Bu Blog içinde Ara

26 Haziran 2012 Salı

AHLAK TERBİYE VE EDEB

AHLAK TERBİYE VE EDEB


İslâmî kaynakların ve bu kaynaklar üzerine eğilen düşünürlerin, cemi­yetin düzenli bir hayat yaşamasını temin eden yukarıdaki deyimler üzerin­de ne kadar hassas davrandıklarını her an görmek kabildir.
Ahlâk: huylar, hasletler, tabiatlar anlamına [1] gelmektedir. Kelime Kur'an-ı Kerîm'de ve hadis-i şeriflerde yer almıştır. Terim olarak insanlara görevlerini ve doğru yolu gösteren bir ilimdir, işlerimizde ve hareketleri­mizde takip etmek mecburiyetinde olduğumuz düsturları bize gösterecek olan şey ahlâk ilmidir. Bu düsturların bütün hedefi hayr-ı a'lâ = iyiliktir. [2] Binaenaleyh insan irâdesini gerçekten insana lâyık bir tarzda nasıl kullan­ması lâzım geleceğini bize bu ilim haber verir. [3]
“İyi” mefhumu insan için yalnız bir düşünüp taşınma konusu değildir, iradenin muvacehesinde, o bir gaye ve istektir ki, onu pratik mevkie çıkarmak bir borçtur.

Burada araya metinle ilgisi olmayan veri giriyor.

// Copyright 2025 the Lightbox Authors
// SPDX-License-Identifier: Apache-2.0 OR MIT

// After you edit the crate's doc comment, run this command, then check README.md for any missing links
// cargo rdme --workspace-project=lightbox_transform --heading-base-level=0

//! Lightbox Transform: the pan/zoom transform of an image viewport.
//!
//! This crate provides the small, headless transform model at the heart of
//! the Lightbox viewer:
//! - [`Transform`]: a uniform zoom scale plus an x/y pan offset in device
//!   pixels, convertible to a [`kurbo::Affine`].
//! - [`TransformState`]: the owned current transform with a single clamping
//!   setter, reset, and multiplicative zoom steps.
//!
//! It does **not** interpret input events or render anything. Callers are
//! expected to:
//! - Drive [`TransformState::apply`] from a gesture layer (for example
//!   `lightbox_gestures`).
//! - Derive a presentation of the current [`Transform`] at a higher layer
//!   (for example the CSS binding in `lightbox_css`).
//!
//! ## Minimal example
//!
//! ```rust
//! use lightbox_transform::{Transform, TransformState};
//!
//! let mut state = TransformState::new();
//! assert_eq!(state.transform(), Transform::IDENTITY);
//!
//! // Pan is unconstrained; scale is clamped into the configured range.
//! state.apply(Transform::new(9.0, 40.0, -25.0));
//! assert_eq!(state.scale(), 5.0);
//! assert_eq!(state.transform().x, 40.0);
//!
//! state.reset();
//! assert_eq!(state.transform(), Transform::IDENTITY);
//! ```
//!
//! ## Design notes
//!
//! - Zoom is a **uniform** scalar; rotation and non-uniform scaling are
//!   intentionally left out.
//! - The pan offset is deliberately unbounded. The image may leave the
//!   viewport entirely; reset and the gesture layer's double-tap recover it.
//! - There are no error conditions: out-of-range scales are silently
//!   clamped, never rejected.
//!
//! This crate is `no_std`.

#![no_std]

mod state;
mod transform;

pub use state::{MAX_SCALE, MIN_SCALE, TransformState};
pub use transform::Transform;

Kaynağı                                


Bütün peygamberler geldikleri toplumlara ahlâkı öğütlemişlerdir. O halde bunun ilk öğreticileri peygamberlerdir.[4]
Binaenaleyh ilk terbiye­cinin de ilâhî kanunlar olduğunu söylemekte asla tereddüt etmemek lâ­zımdır[5]
Din ile ahlâk arasında bulunan bu ezelî bağdan dolayı akıllı kimseler­den bir çoğu “dünyada ahlâk adında bir şey varsa, onun behemhal dinden istifade ettiğini, din ile ayakta durabileceğini, dine dayanrmyan ahlâkın temeli ve kaideleri ne kadar metin ve ne kadar mazbut olursa olsun kök­süz bir ağaç gibi hakikî feyzden mahrum kalacağını” söylüyorlar. Ve ahlâk esaslarının dini alâkalardan sıyrılması lüzumuna kail olanların dâvalarını ye­ter delillerle reddediyorlar. [6]
Öteden beri her milletin bilginleri ve filozofları ahlâklığa dikkat etmiş­lerdir. Bu yönden ahlâk ilmi milletlerarası ortak bir ilim sayılabilir. Bu­nunla beraber müslümanlar kendilerine has bir ahlâk ilmine sahiptirler. [7]

İslâm Ahlâkının Konusu:


Kur'an-ı Kerîm'de ve Hazret-i Peygamber'in sünnetinde geçen ahlâk ku­rallarını ve onu tefsir eden düşünürlerin görüşlerini içine alır. Bu yalnız insanın seciyesini tetkikle yetinmez. Bu ilmin asıl konusu karektere ait kai­deler ve tam bir ahlâktır. Diğer bir tarife göre, ahlâk ilmi görevler ilmi yâni insanlığın gidişine ait gerekli kaidelerden bahseden ilimdir. [8]
Şu halde bu ilim iki esası içine alır:
1- İyiden bahseden nazarî ahlâk
2- Görevler ilmi denilen amelî ahlâk
Konusu insanın gidişi olan kaidelerden ibaret olan nazarî ahlâkın bir ilim olduğundan şüphe yoktur. Fakat özellikle uygulanan ve tavsiyelerden bahseden amelî ahlâk, ilim olmaktan ziyade öncekilerin hayat sanatı dedikleri sanattır. [9]
Son zamanlarda ahlâk üzerine yapılan çalışmalarda ahlâkın konusu tâ­yin edilirken, pratik felsefenin bir bölümü olarak düşünülmüş, meseleye Aristo'dan başlatılarak son devir filozoflarına (Bergson v.s.) kadar geti­rilmiştir. Dinler genel olarak ele alınmış, ahlâk konusunda kendine has bir özellik taşıyan İslâm bu dinlerden ayrı tutulmamıştır. Daha çok metafizik, epistenolojik (Nietzche), fenomelojik ve normatif ahlâk düşünülmüştür. Fertlerin sosyal hayatta, birbirlerine karşı olan davranışlarını ele almış İs­lâm ahlâkını verirken, ahlâk felsefesini bu noktadan bir tarafa bıraktık. Pratik felsefenin bir bölümü olarak ahlâkı ele alan birçok eserler vardır. [10]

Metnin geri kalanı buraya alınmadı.